Духовный мир толстовской Анны — это песенно-сказочная стихия, изъясняется она фольклорными параллелизмами: «В Москве и кукушка-то не кричит, одни разбойники свистят по ночам… А <…> на Истре сейчас — заря румяная, туман над речкой, кукушка в роще проснулась… Мамка, почему меня муж не любит?» (ПСС-10: 526) И по мере развития сюжета корит себя в таком же то ли фольклорном, то ли неуловимо «ахматовском» ключе: «Мужа забыла, прялку за окошко закинула. Умываюсь поутру — на щеках вода кипит от стыда…» (Там же: 567). Эти фольклорные распевы, гиперболы, параллелизмы в речах Анны, кроме «реалистической» характеристики: поэтически, хоть и традиционно чувствующей женщины XVI века — еще и направлены на излюбленные приемы ахматовской поэзии.

Цветообозначения во фразах «голубка сизая» и «глаза твои лазоревые» также многосмысленны: тут и серо-голубой цвет глаз возможного прототипа, и небывало-райская, неземная, богородичная природа героини, какой она кажется герою: ведь стабильными атрибутами русской Богородицы являются лазоревые цветы и голубой убрус. Этот «райский» оттенок смысла подкреплен фразой, в которой можно увидеть и комплимент «прекрасной душе» героини, но одновременно и социальный диагноз ее мыслимого прототипа: «Во снах блаженных такие-то живут». Тут слово «блаженный» играет всеми своими значениями сразу: так посмотреть — имеется в виду нечто вроде святости, beatitude, посмотреть эдак — можно услышать снисходительно-жалостливую ноту по поводу «социальной невменяемости».

Весьма сложную роль играет и мотив Ивана-царевича. Героиня воспринимает Грозного в сказочном контексте: «Перед глазами — скачет, скачет мой Иван-царевич, а я за ним клубочком качусь…» (ПСС-10: 567). Иван-царевич в сказках иногда идет за волшебным клубочком, указывающим направление. Здесь сама героиня катится, его сопровождая, клубочком (в этом сходство, наверняка ненамеренное, ее с сологубовской Недотыкомкой). Но «Иван-царевич» — еще и отсылка к названию той главы романа «Бесы», в которой Верховенский-младший искушает Ставрогина властью в новом, замышляемом заговорщиками тоталитарном порядке — и этот контекст бросает совершенно другой свет на Ивана пьесы (или на его современного прототипа) — как на чудовищное осуществление тоталитарной мечты «беса», и опять на миг возникает ощущение интертекстуального «двойного дна». В особенности сиюминутно звучат упреки Анны, что про Ивана в Москве и говорить боятся и т. д. Подобные упреки воспринимаются как адресованные через голову Ивана Сталину.

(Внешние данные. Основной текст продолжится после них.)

/// HTTP API Layer
///
/// REST endpoints over the engine:
/// - Workflow submit, inspect, delete, stop and terminate
/// - CronWorkflow CRUD plus suspend and resume
/// - Archived workflow list, get, resubmit and delete
///
/// Every workflow a handler returns has its node map unpacked.

use crate::{
    error::EngineError,
    persist::{ArchiveRepository, StatusPersister},
    runtime::controller::WorkflowController,
    workflow::{storage::CronWorkflowStore, submit::WorkflowSubmitter},
};
use axum::{
    body::Body,
    extract::{Request, State},
    http::{header::AUTHORIZATION, StatusCode},
    middleware::Next,
    response::{IntoResponse, Json, Response},
};
use serde_json::json;
use std::sync::Arc;

// Workflow endpoints
pub mod workflows;

// CronWorkflow endpoints
pub mod cron;

// Archived workflow endpoints
pub mod archive;

// Re-export router builders
pub use archive::create_archive_routes;
pub use cron::create_cron_routes;
pub use workflows::create_workflow_routes;

/// Application state shared by every handler
#[derive(Clone)]
pub struct AppState {
    pub submitter: WorkflowSubmitter,
    pub crons: CronWorkflowStore,
    pub controller: Arc<WorkflowController>,
    pub persister: StatusPersister,
    pub archive: ArchiveRepository,
    /// Bearer token required on every API call when set
    pub token: Option<String>,
}

/// Engine error rendered as a JSON response
#[derive(Debug)]
pub struct ApiError(pub EngineError);

impl From<EngineError> for ApiError {
    fn from(err: EngineError) -> Self {
        ApiError(err)
    }
}

impl From<crate::error::StoreError> for ApiError {
    fn from(err: crate::error::StoreError) -> Self {
        ApiError(err.into())
    }
}

impl IntoResponse for ApiError {
    fn into_response(self) -> Response {
        let status = match &self.0 {
            EngineError::NotFound(_) => StatusCode::NOT_FOUND,
            EngineError::Validation(_) => StatusCode::BAD_REQUEST,
            EngineError::AlreadyExists(_) | EngineError::Conflict(_) => StatusCode::CONFLICT,
            EngineError::Capacity { .. } => StatusCode::PAYLOAD_TOO_LARGE,
            _ => StatusCode::INTERNAL_SERVER_ERROR,
        };
        if status.is_server_error() {
            tracing::error!("❌ API request failed: {}", self.0);
        }
        let body = json!({
            "error": self.0.to_string(),
            "code": status.as_u16(),
        });
        (status, Json(body)).into_response()
    }
}

pub type ApiResult<T> = std::result::Result<T, ApiError>;

/// Reject requests without the configured bearer token
pub async fn auth_middleware(
    State(state): State<AppState>,
    request: Request<Body>,
    next: Next,
) -> Response {
    let Some(expected) = state.token.as_deref() else {
        return next.run(request).await;
    };

    let presented = request
        .headers()
        .get(AUTHORIZATION)
        .and_then(|value| value.to_str().ok())
        .and_then(|value| value.strip_prefix("Bearer "));

    match presented {
        Some(token) if token == expected => next.run(request).await,
        Some(_) => unauthorized("Invalid token"),
        None => unauthorized("Missing authorization token"),
    }
}

fn unauthorized(message: &str) -> Response {
    let body = json!({
        "error": message,
        "code": StatusCode::UNAUTHORIZED.as_u16(),
    });
    (StatusCode::UNAUTHORIZED, Json(body)).into_response()
}
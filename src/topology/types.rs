//! Topology model type definitions.
//!
//! This file contains the frozen, immutable topology model handed to the
//! route compiler and the emulation adapter. Identity is fixed at build
//! time; structural index (creation order) doubles as the tie-break order
//! for route compilation.

use std::net::Ipv4Addr;

use ipnet::Ipv4Net;

/// Index of a node within its topology, in creation order.
#[derive(Debug, Clone, Copy, PartialEq, Eq, PartialOrd, Ord, Hash)]
pub struct NodeId(pub(crate) usize);

impl NodeId {
    /// Position of the node in creation order
    pub fn index(self) -> usize {
        self.0
    }
}

/// Index of a point-to-point link within its topology.
#[derive(Debug, Clone, Copy, PartialEq, Eq, PartialOrd, Ord, Hash)]
pub struct LinkId(pub(crate) usize);

/// Index of a shared segment within its topology.
#[derive(Debug, Clone, Copy, PartialEq, Eq, PartialOrd, Ord, Hash)]
pub struct SegmentId(pub(crate) usize);

/// Role of a node. Forwarding is a plain attribute interpreted by the
/// emulation adapter, never a type hierarchy.
#[derive(Debug, Clone, Copy, PartialEq, Eq)]
pub enum Role {
    Host,
    Router,
}

/// What an interface terminates: a point-to-point link or a shared
/// broadcast segment.
#[derive(Debug, Clone, Copy, PartialEq, Eq)]
pub enum Attachment {
    Link(LinkId),
    Segment(SegmentId),
}

/// A network interface owned by exactly one node.
#[derive(Debug, Clone)]
pub struct Interface {
    /// Interface name, unique within the owning node (`<node>-eth<N>`)
    pub name: String,
    /// Assigned address with prefix length, e.g. `10.0.3.1/24`
    pub addr: Ipv4Net,
    /// The link or segment this interface terminates
    pub attachment: Attachment,
}

impl Interface {
    /// The subnet this interface's address falls in
    pub fn subnet(&self) -> Ipv4Net {
        self.addr.trunc()
    }

    /// The bare host address
    pub fn ip(&self) -> Ipv4Addr {
        self.addr.addr()
    }
}

/// A node in the topology: a host or a router with its interfaces.
#[derive(Debug, Clone)]
pub struct Node {
    pub name: String,
    pub role: Role,
    /// Whether the emulation runtime should enable IP forwarding
    pub forwarding_enabled: bool,
    pub interfaces: Vec<Interface>,
}

impl Node {
    pub fn is_router(&self) -> bool {
        self.role == Role::Router
    }

    /// Look up an interface by name
    pub fn interface(&self, name: &str) -> Option<&Interface> {
        self.interfaces.iter().find(|iface| iface.name == name)
    }

    /// True if one of this node's interfaces sits in `subnet`
    pub fn connects_to(&self, subnet: Ipv4Net) -> bool {
        self.interfaces.iter().any(|iface| iface.subnet() == subnet)
    }
}

/// One end of a link or one member of a segment: a node plus the index of
/// the terminating interface within that node.
#[derive(Debug, Clone, Copy, PartialEq, Eq)]
pub struct Endpoint {
    pub node: NodeId,
    pub iface: usize,
}

/// A point-to-point link between exactly two interfaces.
#[derive(Debug, Clone)]
pub struct Link {
    pub a: Endpoint,
    pub b: Endpoint,
}

/// A shared broadcast domain with one member interface per attached node.
/// The segment itself owns its membership.
#[derive(Debug, Clone)]
pub struct Segment {
    pub name: String,
    pub members: Vec<Endpoint>,
}

/// A static route owned by one node's routing table.
///
/// Invariant: the destination is never a subnet directly connected on the
/// owning node; directly connected subnets stay implicit.
#[derive(Debug, Clone, PartialEq, Eq)]
pub struct Route {
    pub destination: Ipv4Net,
    pub next_hop: Ipv4Addr,
    /// Name of the egress interface on the owning node
    pub interface: String,
}

/// The frozen aggregate: all nodes, links, segments, and subnets, plus the
/// designated router ordering used for next-hop tie-breaks.
#[derive(Debug, Clone)]
pub struct Topology {
    pub(crate) nodes: Vec<Node>,
    pub(crate) links: Vec<Link>,
    pub(crate) segments: Vec<Segment>,
    pub(crate) subnets: Vec<Ipv4Net>,
    pub(crate) router_order: Vec<NodeId>,
}

impl Topology {
    /// All nodes with their ids, in creation order
    pub fn nodes(&self) -> impl Iterator<Item = (NodeId, &Node)> {
        self.nodes.iter().enumerate().map(|(i, n)| (NodeId(i), n))
    }

    pub fn node(&self, id: NodeId) -> &Node {
        &self.nodes[id.0]
    }

    pub fn node_count(&self) -> usize {
        self.nodes.len()
    }

    pub fn links(&self) -> &[Link] {
        &self.links
    }

    pub fn segments(&self) -> &[Segment] {
        &self.segments
    }

    /// All registered subnets, in registration order
    pub fn subnets(&self) -> &[Ipv4Net] {
        &self.subnets
    }

    /// Routers in structural order
    pub fn router_order(&self) -> &[NodeId] {
        &self.router_order
    }

    pub fn node_by_name(&self, name: &str) -> Option<(NodeId, &Node)> {
        self.nodes().find(|(_, n)| n.name == name)
    }

    /// The interface an endpoint designates
    pub fn endpoint_interface(&self, endpoint: Endpoint) -> &Interface {
        &self.nodes[endpoint.node.0].interfaces[endpoint.iface]
    }

    /// Resolve an address to the node owning it
    pub fn node_with_address(&self, addr: Ipv4Addr) -> Option<NodeId> {
        self.nodes()
            .find(|(_, n)| n.interfaces.iter().any(|iface| iface.ip() == addr))
            .map(|(id, _)| id)
    }
}
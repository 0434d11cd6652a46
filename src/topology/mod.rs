//! Topology model module.
//!
//! This module contains the frozen topology model (nodes, interfaces,
//! links, shared segments, subnets) and the validating builder that
//! constructs it.

pub mod types;
pub mod builder;

// Re-export key types for easier access
pub use types::{
    Attachment, Endpoint, Interface, Link, LinkId, Node, NodeId, Role, Route, Segment, SegmentId,
    Topology,
};
pub use builder::{ModelError, SegmentMemberSpec, TopologyBuilder};
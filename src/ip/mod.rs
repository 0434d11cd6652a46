//! IP address allocation module.
//!
//! This module contains the deterministic subnet and interface address
//! allocation for the supported topology shapes.

pub mod allocator;

// Re-export key types and functions for easier access
pub use allocator::{allocate, AllocationError, SUBNET_PREFIX_LEN};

Толстой, несомненно, знал о роли Сталина в предвоенной перемене судьбы Ахматовой и ее возвращении читателю. Делая своего Ивана Грозного тайно влюбленным в поэтическую, не одобряющую его государственные дела княгиню Вяземскую, он как бы напоминал Сталину о проявленном им внимании к судьбе Ахматовой. И это «державное» внимание могло трактоваться как признак возможного исчерпания конфликта между старой и новой культурой. Здесь Толстой вновь инсценировал ситуацию, когда враждебные политические полюса притягиваются друг к другу любовью, — ведь что-то подобное было уже в «Дне Петра».